Lauren Moye, FISM News
Researchers recently announced that cancer death rates have fallen 27% over a fifty-year period, thanks to a better awareness of increased risk factors, preventative screenings, and more effective treatments.
The study analyzed data from 1971 to 2019, which is the most recent available year. Researchers focused on the fifteen most common cancer varieties, such as colon, breast, stomach, and lung. They discovered a staggering drop in cancer deaths during this period. Their analysis was published Thursday through JAMA Oncology.
“In 1971, a diagnosis of cancer was a death sentence. Not anymore,” said study co-author Ahmedin Jemal, who is also the senior vice president for surveillance and health equity science at the American Cancer Society.
In 1971, the National Cancer Act became law with the goal of defeating cancer within the U.S. At the time, public statistics show that there were 199 cancer deaths per every 100,000 people in the U.S. This number peaked in 1991 at 215 deaths per 100,000 individuals.
In 2019, data from the CDC showed that the cancer death ratio had dropped to 146 per every 100,000, translating to a 27% overall reduction in deaths.
As part of the war on cancer, the National Cancer Act increased research funding to the National Cancer Institute. From $227 million in 1971 to $6 billion in 2019, this 25-fold increase in funding has led to improvements in diagnosis and treatments.
“The doctors have done their jobs in terms of coming up with better treatments,” Dr. Anthony D’Amico, professor of radiation oncology at Boston’s Harvard Medical School, explained to U.S News.
D’Amico was not a researcher on the study but still provided a public interpretation of the results. He added, “But that’s not enough. You still have to make sure that you get screened, whether it’s for lung cancer, breast cancer, prostate cancer, colorectal cancer, or cervix cancer.”
The cancers with early screening procedures, such as colon cancer, saw the biggest declines during this period. The study notes that colon cancer deaths fell 16% over the five decades and attributed half of this decline to colon screenings. For this reason, researchers noted that “access to care is vital” to catch cancer earlier.
The researchers attributed the decline in cancer to a variety of other factors as well, including improved public awareness on critical risk factors like smoking, which contributes to 1 out of every 3 cancer diagnoses, and increased body weight, which increases the risk for 30 types of cancer.
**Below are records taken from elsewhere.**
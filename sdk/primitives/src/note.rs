//! Shielded Notes
//!
//! A Note represents value held privately in the shielded pool.
//!
//! ```text
//! Note = {
//!     owner:  Field,   // wallet address mapped into the field
//!     value:  Field,   // amount in base units
//!     secret: Field,   // random, never derived from owner/value
//! }
//!
//! commitment     = H(owner, value, secret)
//! nullifier      = H(commitment, secret)
//! ownership_hash = H(commitment, secret, context)
//! ```

use rand::{CryptoRng, RngCore};
use serde::{Deserialize, Serialize};

use crate::field::FieldElement;
use crate::mimc::hash_n;

/// A shielded note representing privately held value
#[derive(Debug, Clone, Copy, PartialEq, Eq, Serialize, Deserialize)]
pub struct Note {
    /// Owner's address as a field element
    pub owner: FieldElement,
    /// The value (amount) held in this note
    pub value: FieldElement,
    /// Spending secret; knowledge of it is what allows spending
    pub secret: FieldElement,
}

impl Note {
    /// Create a new note with a fresh random secret
    pub fn new<R: RngCore + CryptoRng>(
        owner: FieldElement,
        value: FieldElement,
        rng: &mut R,
    ) -> Self {
        Self {
            owner,
            value,
            secret: FieldElement::random(rng),
        }
    }

    /// Create a note with an explicit secret (for testing/recovery)
    pub fn with_secret(owner: FieldElement, value: FieldElement, secret: FieldElement) -> Self {
        Self {
            owner,
            value,
            secret,
        }
    }

    pub fn commitment(&self) -> FieldElement {
        commit(self.owner, self.value, self.secret)
    }

    pub fn nullifier(&self) -> FieldElement {
        nullify_note(self.owner, self.value, self.secret)
    }

    pub fn ownership_hash(&self, context: FieldElement) -> FieldElement {
        ownership_hash(self.commitment(), self.secret, context)
    }
}

/// commitment = H(owner, value, secret)
pub fn commit(owner: FieldElement, value: FieldElement, secret: FieldElement) -> FieldElement {
    FieldElement::from_inner(hash_n(&[owner.inner(), value.inner(), secret.inner()]))
}

/// nullifier = H(commitment, secret)
pub fn nullify(commitment: FieldElement, secret: FieldElement) -> FieldElement {
    FieldElement::from_inner(hash_n(&[commitment.inner(), secret.inner()]))
}

/// Nullifier straight from note contents; identical to `nullify(commit(..), secret)`
pub fn nullify_note(
    owner: FieldElement,
    value: FieldElement,
    secret: FieldElement,
) -> FieldElement {
    nullify(commit(owner, value, secret), secret)
}

/// ownership_hash = H(commitment, secret, context)
///
/// Binds a note to an external challenge without revealing its nullifier.
pub fn ownership_hash(
    commitment: FieldElement,
    secret: FieldElement,
    context: FieldElement,
) -> FieldElement {
    FieldElement::from_inner(hash_n(&[
        commitment.inner(),
        secret.inner(),
        context.inner(),
    ]))
}

#[cfg(test)]
mod tests {
    use super::*;
    use crate::hash;
    use std::collections::HashSet;

    fn fe(v: u64) -> FieldElement {
        FieldElement::from_u64(v)
    }

    #[test]
    fn test_commitment_stable_across_calls() {
        let owner = FieldElement::from_hex("0xabc123").unwrap();
        let c1 = commit(owner, fe(1000), fe(12345));
        let c2 = commit(owner, fe(1000), fe(12345));

        assert_eq!(c1, c2, "commitment should be deterministic");
    }

    #[test]
    fn test_commit_matches_generic_hash() {
        let c = commit(fe(1), fe(2), fe(3));
        assert_eq!(c, hash(&[fe(1), fe(2), fe(3)]).unwrap());
    }

    #[test]
    fn test_nullify_note_matches_two_step() {
        let mut rng = rand::rngs::OsRng;
        for _ in 0..16 {
            let owner = FieldElement::random(&mut rng);
            let value = FieldElement::random(&mut rng);
            let secret = FieldElement::random(&mut rng);

            let two_step = nullify(commit(owner, value, secret), secret);
            assert_eq!(nullify_note(owner, value, secret), two_step);
        }
    }

    #[test]
    fn test_distinct_secrets_distinct_commitments() {
        let mut rng = rand::rngs::OsRng;
        let owner = fe(0xabc123);
        let value = fe(1000);

        let commitments: HashSet<FieldElement> = (0..64)
            .map(|_| Note::new(owner, value, &mut rng).commitment())
            .collect();

        assert_eq!(commitments.len(), 64);
    }

    #[test]
    fn test_commitment_binding() {
        let c1 = commit(fe(1), fe(1000), fe(42));
        let c2 = commit(fe(1), fe(2000), fe(42));
        let c3 = commit(fe(2), fe(1000), fe(42));

        assert_ne!(c1, c2, "different values should produce different commitments");
        assert_ne!(c1, c3, "different owners should produce different commitments");
    }

    #[test]
    fn test_ownership_hash_depends_on_context() {
        let note = Note::with_secret(fe(1), fe(1000), fe(42));

        assert_ne!(note.ownership_hash(fe(7)), note.ownership_hash(fe(8)));
        assert_eq!(
            note.ownership_hash(fe(7)),
            ownership_hash(note.commitment(), note.secret, fe(7))
        );
    }

    #[test]
    fn test_nullifier_differs_from_commitment() {
        let note = Note::with_secret(fe(1), fe(1000), fe(42));
        assert_ne!(note.nullifier(), note.commitment());
    }
}
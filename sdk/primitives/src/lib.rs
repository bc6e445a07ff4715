//! Shade Primitives
//!
//! Client-side cryptographic primitives shared by the wallet and the
//! circuits. Everything is computed over the BN254 scalar field with the
//! same MiMC sponge the circuits use, so values produced here verify
//! inside proofs.
//!
//! # Usage
//!
//! ```ignore
//! use shade_primitives::{FieldElement, Note, random_field};
//!
//! let owner = FieldElement::from_address("0xabc123")?;
//! let note = Note::with_secret(owner, FieldElement::from_u64(1000), random_field());
//! let commitment = note.commitment();
//! let nullifier = note.nullifier();
//! ```

pub mod field;
pub mod merkle;
mod mimc;
pub mod note;

use thiserror::Error;

pub use field::{FieldElement, modulus, random_field};
pub use merkle::{
    MerklePath, MerkleTree, TREE_CAPACITY, TREE_DEPTH, compute_root, hash_pair,
};
pub use note::{Note, commit, nullify, nullify_note, ownership_hash};

/// Errors from parsing or hashing field elements
#[derive(Error, Debug, Clone, PartialEq, Eq)]
pub enum FieldError {
    #[error("hash input must contain at least one element")]
    EmptyHashInput,

    #[error("invalid hex field element: {0:?}")]
    InvalidHex(String),

    #[error("hex value is not reduced mod p: {0}")]
    NonCanonical(String),

    #[error("invalid decimal field element: {0:?}")]
    InvalidDecimal(String),
}

#[derive(Error, Debug, Clone, PartialEq, Eq)]
pub enum MerkleError {
    #[error("leaf position {0} is outside the tree")]
    PositionOutOfRange(u64),
}

/// Hash a non-empty, ordered sequence of field elements
pub fn hash(inputs: &[FieldElement]) -> Result<FieldElement, FieldError> {
    if inputs.is_empty() {
        return Err(FieldError::EmptyHashInput);
    }
    let raw: Vec<_> = inputs.iter().map(FieldElement::inner).collect();
    Ok(FieldElement::from_inner(mimc::hash_n(&raw)))
}

#[cfg(test)]
mod tests {
    use super::*;

    #[test]
    fn test_hash_rejects_empty() {
        assert_eq!(hash(&[]), Err(FieldError::EmptyHashInput));
    }

    #[test]
    fn test_hash_order_sensitive() {
        let a = FieldElement::from_u64(1);
        let b = FieldElement::from_u64(2);

        assert_ne!(hash(&[a, b]).unwrap(), hash(&[b, a]).unwrap());
        assert_eq!(hash(&[a, b]).unwrap(), hash_pair(a, b));
    }

    #[test]
    fn test_hash_single_element() {
        let a = FieldElement::from_u64(5);
        assert_eq!(hash(&[a]).unwrap(), hash(&[a]).unwrap());
        assert_ne!(hash(&[a]).unwrap(), a);
    }
}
The CDC notes that smoking is the #1 cause of preventable death in America with nearly 40 million Americans, or 14% of the US population being active smokers.
Jamal, the designated correspondent for the study, said “We know how to prevent cancer deaths because we know the risk factors — we just need to do a better job of instituting policies at the local, state, and national levels that will help us do that.”
While most cancers in the study decreased significantly, the researchers did note a slight increase in deaths from tumors affecting the pancreas, brain, and esophagus. This increase was still less than 1%.